##### DATA EXTRACTS

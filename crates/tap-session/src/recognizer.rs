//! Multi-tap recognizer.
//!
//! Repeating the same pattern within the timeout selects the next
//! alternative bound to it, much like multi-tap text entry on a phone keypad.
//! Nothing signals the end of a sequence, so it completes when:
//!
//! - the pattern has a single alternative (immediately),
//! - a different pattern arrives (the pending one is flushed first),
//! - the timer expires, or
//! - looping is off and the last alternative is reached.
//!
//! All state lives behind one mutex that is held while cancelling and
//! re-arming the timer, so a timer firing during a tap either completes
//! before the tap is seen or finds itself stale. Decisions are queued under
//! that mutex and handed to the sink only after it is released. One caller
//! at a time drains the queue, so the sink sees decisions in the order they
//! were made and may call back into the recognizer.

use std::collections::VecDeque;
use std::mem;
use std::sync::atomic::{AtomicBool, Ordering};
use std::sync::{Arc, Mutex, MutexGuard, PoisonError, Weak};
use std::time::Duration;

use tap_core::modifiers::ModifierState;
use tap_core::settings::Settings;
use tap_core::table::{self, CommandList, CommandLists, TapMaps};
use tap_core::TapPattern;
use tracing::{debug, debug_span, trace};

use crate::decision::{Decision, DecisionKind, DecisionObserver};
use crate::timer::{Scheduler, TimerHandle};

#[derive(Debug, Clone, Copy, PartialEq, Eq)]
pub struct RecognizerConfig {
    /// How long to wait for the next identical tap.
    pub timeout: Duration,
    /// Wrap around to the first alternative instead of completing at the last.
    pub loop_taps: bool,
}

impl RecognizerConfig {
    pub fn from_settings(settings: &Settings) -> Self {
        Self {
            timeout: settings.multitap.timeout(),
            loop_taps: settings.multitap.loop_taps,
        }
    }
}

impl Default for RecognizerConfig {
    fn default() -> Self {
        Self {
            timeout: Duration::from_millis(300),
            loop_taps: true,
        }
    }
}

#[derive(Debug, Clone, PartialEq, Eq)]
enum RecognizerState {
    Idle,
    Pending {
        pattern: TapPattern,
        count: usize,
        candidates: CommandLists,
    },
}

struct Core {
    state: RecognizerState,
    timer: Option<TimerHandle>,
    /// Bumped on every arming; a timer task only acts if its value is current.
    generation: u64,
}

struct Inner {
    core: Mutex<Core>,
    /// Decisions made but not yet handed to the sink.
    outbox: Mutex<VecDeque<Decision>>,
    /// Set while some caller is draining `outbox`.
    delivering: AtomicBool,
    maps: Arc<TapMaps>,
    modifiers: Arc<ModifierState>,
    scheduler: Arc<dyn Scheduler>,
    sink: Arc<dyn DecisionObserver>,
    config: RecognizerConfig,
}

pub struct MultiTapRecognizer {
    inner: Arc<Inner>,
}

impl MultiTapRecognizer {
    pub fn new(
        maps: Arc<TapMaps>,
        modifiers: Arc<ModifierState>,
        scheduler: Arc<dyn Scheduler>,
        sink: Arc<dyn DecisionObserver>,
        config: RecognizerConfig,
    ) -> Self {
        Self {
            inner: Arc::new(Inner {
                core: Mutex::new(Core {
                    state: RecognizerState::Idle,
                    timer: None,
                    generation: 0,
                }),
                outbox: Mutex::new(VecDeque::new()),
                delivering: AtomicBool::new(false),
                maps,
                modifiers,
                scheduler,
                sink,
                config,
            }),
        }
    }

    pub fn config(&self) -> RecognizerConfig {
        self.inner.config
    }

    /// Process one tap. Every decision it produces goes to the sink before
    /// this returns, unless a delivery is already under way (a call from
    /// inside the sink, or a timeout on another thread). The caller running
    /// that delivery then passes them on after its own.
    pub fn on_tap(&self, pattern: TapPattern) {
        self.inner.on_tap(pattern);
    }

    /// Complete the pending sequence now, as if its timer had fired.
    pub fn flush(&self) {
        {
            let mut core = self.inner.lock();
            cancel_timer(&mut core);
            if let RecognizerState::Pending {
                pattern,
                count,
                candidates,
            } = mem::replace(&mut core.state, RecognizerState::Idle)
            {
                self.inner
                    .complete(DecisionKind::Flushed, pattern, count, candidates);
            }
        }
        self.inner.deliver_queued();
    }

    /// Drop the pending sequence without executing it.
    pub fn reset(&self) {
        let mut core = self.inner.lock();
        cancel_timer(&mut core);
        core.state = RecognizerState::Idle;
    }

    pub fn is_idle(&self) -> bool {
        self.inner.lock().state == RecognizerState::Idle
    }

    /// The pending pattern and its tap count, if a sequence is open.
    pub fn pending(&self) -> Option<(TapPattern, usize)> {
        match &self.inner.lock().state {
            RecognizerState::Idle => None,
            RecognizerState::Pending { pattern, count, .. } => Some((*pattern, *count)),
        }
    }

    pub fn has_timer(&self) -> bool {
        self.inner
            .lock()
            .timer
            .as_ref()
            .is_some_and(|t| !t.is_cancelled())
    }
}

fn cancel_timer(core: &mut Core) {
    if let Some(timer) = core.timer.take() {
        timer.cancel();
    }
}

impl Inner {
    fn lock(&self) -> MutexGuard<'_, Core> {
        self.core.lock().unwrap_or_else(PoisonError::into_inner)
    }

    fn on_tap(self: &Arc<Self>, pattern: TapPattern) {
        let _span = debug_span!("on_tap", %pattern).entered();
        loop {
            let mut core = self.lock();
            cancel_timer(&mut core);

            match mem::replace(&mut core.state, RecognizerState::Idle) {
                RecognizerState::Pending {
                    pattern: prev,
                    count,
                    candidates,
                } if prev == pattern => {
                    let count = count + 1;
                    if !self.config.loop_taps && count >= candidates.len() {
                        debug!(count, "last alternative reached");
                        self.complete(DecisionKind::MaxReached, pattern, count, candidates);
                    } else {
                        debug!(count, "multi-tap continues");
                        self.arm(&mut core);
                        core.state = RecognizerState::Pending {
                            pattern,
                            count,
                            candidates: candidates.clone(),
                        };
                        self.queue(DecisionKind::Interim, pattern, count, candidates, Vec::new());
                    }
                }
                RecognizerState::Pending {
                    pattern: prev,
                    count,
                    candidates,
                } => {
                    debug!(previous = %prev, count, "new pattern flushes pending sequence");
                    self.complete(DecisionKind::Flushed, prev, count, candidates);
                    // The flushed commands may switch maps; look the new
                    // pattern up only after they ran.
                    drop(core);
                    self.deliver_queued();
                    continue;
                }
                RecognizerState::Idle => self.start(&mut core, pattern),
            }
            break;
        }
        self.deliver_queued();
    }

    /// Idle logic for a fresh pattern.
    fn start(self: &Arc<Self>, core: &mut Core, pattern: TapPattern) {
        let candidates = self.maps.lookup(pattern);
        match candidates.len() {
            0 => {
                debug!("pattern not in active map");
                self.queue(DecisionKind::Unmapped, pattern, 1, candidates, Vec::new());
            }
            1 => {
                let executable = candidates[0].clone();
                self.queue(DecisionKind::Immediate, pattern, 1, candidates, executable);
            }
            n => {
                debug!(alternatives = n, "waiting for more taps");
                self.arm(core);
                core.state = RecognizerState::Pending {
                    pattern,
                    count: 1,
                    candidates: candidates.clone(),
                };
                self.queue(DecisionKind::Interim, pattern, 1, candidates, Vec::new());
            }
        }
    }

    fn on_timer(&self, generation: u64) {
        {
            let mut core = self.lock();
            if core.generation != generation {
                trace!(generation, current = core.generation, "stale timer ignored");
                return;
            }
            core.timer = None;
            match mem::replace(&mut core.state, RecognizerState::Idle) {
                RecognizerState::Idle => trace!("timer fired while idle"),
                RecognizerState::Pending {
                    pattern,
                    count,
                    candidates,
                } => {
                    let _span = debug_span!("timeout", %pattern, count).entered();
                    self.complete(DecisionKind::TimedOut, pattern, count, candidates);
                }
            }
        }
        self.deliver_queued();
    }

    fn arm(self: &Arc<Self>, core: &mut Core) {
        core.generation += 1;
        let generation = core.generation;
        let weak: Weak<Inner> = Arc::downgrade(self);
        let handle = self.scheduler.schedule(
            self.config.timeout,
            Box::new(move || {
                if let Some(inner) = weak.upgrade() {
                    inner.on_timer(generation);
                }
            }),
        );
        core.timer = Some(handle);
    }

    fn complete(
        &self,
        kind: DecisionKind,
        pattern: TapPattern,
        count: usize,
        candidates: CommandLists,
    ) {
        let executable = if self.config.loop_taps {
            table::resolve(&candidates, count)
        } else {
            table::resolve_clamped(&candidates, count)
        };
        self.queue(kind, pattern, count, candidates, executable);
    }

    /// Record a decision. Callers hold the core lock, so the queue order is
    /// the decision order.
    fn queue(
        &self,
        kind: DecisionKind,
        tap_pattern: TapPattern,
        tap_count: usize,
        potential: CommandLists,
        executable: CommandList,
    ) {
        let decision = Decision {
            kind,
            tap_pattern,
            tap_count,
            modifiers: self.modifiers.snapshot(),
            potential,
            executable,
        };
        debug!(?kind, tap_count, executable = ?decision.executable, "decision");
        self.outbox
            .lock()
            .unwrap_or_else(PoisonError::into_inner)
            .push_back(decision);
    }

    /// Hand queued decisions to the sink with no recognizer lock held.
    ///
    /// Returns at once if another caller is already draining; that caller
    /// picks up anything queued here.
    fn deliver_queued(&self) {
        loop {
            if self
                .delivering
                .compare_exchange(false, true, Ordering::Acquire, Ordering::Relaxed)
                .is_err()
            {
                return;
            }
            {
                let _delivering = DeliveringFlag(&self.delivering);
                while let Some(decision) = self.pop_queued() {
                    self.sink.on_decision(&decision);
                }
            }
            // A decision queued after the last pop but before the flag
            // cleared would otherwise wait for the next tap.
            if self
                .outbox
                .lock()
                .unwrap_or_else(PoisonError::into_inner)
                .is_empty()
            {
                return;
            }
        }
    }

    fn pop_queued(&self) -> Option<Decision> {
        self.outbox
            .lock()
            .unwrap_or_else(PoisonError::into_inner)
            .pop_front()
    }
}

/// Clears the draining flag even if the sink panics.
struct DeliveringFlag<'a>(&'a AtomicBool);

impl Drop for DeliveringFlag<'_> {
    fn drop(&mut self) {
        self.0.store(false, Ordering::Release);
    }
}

##########
##### DATA EXTRACTS

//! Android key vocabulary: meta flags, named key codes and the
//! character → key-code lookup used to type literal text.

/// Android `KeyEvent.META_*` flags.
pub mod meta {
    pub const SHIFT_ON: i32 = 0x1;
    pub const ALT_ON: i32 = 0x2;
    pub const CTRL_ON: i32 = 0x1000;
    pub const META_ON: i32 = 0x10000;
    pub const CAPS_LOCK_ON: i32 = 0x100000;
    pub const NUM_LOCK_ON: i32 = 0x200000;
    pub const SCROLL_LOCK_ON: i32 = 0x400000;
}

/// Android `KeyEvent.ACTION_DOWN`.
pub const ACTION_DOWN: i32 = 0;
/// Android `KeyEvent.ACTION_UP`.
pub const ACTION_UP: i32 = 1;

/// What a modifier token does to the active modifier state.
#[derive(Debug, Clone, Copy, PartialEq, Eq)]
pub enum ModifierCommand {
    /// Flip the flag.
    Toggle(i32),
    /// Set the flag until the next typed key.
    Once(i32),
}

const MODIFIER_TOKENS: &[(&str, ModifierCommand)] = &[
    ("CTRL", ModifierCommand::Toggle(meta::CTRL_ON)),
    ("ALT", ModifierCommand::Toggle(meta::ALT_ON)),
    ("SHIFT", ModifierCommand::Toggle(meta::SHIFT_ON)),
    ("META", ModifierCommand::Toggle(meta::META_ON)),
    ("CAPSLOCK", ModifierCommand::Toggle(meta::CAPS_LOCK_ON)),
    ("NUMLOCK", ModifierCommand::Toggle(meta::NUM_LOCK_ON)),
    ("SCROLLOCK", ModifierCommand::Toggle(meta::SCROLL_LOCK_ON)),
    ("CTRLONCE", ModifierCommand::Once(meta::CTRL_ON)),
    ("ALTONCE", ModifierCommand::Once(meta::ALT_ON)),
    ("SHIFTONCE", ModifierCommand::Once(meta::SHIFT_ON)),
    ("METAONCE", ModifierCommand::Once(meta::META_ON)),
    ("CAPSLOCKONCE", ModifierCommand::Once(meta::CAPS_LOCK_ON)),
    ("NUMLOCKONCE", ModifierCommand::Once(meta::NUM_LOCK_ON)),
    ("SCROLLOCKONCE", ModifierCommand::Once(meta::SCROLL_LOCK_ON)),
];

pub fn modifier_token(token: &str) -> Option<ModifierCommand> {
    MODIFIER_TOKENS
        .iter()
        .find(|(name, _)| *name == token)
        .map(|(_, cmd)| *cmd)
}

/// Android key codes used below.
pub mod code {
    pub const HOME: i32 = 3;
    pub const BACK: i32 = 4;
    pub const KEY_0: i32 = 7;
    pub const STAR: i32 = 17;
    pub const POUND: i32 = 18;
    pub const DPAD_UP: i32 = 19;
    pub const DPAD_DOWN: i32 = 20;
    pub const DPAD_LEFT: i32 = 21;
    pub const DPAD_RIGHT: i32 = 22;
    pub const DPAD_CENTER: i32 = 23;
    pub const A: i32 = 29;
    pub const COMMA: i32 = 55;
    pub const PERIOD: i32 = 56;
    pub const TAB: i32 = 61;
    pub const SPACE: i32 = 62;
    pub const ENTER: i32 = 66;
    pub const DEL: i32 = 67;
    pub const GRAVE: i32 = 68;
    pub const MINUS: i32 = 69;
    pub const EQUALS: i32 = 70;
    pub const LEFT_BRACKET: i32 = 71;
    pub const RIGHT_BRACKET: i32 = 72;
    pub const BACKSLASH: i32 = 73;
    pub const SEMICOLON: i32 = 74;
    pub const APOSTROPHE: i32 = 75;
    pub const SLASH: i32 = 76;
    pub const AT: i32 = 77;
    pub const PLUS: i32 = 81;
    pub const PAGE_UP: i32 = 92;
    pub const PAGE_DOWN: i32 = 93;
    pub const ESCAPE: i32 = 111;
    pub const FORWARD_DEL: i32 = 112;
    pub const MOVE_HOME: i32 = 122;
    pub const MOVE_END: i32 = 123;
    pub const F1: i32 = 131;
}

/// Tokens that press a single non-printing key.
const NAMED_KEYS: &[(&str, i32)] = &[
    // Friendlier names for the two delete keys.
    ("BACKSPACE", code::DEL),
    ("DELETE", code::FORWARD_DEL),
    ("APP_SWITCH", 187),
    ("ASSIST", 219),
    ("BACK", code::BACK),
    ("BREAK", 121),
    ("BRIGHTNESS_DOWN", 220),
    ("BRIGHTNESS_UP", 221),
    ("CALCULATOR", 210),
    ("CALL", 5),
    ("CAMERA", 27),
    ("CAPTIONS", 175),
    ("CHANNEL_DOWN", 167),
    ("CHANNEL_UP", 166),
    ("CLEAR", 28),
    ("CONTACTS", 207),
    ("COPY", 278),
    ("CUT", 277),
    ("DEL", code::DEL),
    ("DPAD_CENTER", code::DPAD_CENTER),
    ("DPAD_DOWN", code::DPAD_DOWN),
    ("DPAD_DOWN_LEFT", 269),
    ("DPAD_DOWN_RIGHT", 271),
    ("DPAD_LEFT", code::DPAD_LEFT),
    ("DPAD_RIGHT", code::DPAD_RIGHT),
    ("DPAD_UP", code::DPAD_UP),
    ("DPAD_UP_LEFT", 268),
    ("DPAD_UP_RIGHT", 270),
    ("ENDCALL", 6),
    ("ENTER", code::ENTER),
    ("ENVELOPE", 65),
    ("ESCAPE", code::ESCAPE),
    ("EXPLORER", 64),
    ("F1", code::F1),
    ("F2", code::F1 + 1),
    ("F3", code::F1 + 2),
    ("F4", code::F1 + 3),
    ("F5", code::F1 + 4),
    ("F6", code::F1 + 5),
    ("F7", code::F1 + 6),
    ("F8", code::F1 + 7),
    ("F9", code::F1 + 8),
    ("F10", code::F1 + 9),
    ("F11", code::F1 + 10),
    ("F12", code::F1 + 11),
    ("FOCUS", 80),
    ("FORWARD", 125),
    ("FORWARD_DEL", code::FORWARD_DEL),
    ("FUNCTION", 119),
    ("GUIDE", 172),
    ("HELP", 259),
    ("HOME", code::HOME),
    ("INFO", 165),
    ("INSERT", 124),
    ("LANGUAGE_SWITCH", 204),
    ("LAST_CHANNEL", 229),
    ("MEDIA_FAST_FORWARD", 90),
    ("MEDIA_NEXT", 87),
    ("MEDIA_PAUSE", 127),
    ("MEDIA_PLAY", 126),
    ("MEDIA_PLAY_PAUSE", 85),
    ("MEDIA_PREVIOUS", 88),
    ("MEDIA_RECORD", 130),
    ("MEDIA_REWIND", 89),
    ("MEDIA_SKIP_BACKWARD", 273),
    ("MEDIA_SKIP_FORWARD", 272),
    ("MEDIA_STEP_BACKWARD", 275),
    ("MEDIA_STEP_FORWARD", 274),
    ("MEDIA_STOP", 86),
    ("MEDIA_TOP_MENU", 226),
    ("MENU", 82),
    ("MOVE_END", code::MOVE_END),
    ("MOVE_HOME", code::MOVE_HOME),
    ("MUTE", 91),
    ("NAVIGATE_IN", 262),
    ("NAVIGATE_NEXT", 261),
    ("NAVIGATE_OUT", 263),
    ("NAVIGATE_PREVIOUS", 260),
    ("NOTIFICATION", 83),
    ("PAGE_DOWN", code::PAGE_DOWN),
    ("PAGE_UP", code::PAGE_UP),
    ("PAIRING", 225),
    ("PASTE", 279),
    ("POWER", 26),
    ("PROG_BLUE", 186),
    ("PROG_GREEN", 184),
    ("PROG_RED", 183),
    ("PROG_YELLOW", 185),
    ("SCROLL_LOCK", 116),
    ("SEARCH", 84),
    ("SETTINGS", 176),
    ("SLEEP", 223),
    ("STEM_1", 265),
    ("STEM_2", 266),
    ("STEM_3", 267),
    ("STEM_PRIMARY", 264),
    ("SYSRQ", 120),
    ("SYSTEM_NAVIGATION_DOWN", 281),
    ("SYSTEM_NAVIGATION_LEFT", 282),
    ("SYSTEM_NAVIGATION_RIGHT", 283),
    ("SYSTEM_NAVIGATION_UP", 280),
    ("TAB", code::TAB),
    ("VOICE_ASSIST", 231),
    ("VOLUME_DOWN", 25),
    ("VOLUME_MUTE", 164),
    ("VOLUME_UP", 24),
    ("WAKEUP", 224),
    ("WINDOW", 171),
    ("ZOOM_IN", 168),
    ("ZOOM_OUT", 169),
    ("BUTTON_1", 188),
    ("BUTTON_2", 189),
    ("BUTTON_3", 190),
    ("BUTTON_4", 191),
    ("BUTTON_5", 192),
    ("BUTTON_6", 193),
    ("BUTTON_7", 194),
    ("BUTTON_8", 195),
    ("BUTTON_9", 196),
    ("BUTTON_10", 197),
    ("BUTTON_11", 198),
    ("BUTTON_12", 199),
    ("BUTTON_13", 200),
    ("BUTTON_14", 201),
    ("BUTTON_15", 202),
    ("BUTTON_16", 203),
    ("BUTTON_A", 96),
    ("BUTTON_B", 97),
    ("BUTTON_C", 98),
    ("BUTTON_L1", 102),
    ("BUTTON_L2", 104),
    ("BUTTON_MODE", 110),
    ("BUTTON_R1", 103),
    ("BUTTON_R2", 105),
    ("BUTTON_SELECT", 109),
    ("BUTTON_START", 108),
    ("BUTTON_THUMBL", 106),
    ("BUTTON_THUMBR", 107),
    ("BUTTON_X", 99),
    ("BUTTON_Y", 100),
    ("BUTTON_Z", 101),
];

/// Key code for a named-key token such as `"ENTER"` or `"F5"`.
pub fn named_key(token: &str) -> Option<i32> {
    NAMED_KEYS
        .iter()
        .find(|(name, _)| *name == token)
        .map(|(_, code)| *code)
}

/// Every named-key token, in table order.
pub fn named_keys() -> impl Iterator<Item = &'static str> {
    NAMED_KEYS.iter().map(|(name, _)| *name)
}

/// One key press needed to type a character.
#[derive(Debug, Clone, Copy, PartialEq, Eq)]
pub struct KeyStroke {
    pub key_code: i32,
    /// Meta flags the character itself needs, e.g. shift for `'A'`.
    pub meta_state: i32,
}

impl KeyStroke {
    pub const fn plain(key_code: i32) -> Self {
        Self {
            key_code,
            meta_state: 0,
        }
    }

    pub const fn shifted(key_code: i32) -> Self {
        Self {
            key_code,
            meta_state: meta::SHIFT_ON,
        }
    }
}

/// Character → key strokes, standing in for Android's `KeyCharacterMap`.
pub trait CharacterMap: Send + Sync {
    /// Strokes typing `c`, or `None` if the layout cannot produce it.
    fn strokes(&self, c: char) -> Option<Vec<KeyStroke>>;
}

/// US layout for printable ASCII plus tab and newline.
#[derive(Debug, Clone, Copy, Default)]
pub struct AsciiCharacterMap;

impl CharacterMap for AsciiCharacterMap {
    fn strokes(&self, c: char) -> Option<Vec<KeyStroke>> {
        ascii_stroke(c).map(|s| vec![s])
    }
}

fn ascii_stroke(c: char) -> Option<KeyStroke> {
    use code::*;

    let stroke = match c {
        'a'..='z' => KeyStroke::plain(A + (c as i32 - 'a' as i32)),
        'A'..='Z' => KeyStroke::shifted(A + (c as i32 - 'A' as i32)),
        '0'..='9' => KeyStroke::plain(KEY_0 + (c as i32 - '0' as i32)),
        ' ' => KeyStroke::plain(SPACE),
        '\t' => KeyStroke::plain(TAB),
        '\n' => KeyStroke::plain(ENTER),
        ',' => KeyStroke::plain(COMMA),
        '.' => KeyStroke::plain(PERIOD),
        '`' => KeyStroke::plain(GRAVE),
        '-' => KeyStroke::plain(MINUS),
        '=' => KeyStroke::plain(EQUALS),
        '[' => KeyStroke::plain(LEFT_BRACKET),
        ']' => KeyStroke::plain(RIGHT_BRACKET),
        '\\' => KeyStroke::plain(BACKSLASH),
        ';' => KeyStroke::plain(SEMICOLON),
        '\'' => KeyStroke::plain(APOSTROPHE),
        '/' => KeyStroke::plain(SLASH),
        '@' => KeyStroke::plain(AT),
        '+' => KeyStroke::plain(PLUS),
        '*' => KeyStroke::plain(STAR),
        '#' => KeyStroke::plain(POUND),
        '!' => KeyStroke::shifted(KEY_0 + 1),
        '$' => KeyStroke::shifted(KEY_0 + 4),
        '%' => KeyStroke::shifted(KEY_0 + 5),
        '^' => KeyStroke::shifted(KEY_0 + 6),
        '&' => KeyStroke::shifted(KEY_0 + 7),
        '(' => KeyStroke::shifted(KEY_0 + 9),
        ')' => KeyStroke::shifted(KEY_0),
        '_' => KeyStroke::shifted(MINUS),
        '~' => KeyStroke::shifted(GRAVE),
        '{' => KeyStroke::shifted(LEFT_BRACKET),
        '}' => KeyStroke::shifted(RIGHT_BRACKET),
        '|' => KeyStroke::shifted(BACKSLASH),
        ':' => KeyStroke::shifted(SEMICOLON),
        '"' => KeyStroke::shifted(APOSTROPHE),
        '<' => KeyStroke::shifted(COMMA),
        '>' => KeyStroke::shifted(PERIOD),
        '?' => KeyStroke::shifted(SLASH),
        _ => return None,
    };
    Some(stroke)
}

##########

Begin with the line above that has "pub fn config(&self)" and continue through the line that has "if let RecognizerState::Pending", setting each one down exactly. Stop there.

__RESULT FOR THIS EXERCISE__:
    pub fn config(&self) -> RecognizerConfig {
        self.inner.config
    }

    /// Process one tap. Every decision it produces goes to the sink before
    /// this returns, unless a delivery is already under way (a call from
    /// inside the sink, or a timeout on another thread). The caller running
    /// that delivery then passes them on after its own.
    pub fn on_tap(&self, pattern: TapPattern) {
        self.inner.on_tap(pattern);
    }

    /// Complete the pending sequence now, as if its timer had fired.
    pub fn flush(&self) {
        {
            let mut core = self.inner.lock();
            cancel_timer(&mut core);
            if let RecognizerState::Pending {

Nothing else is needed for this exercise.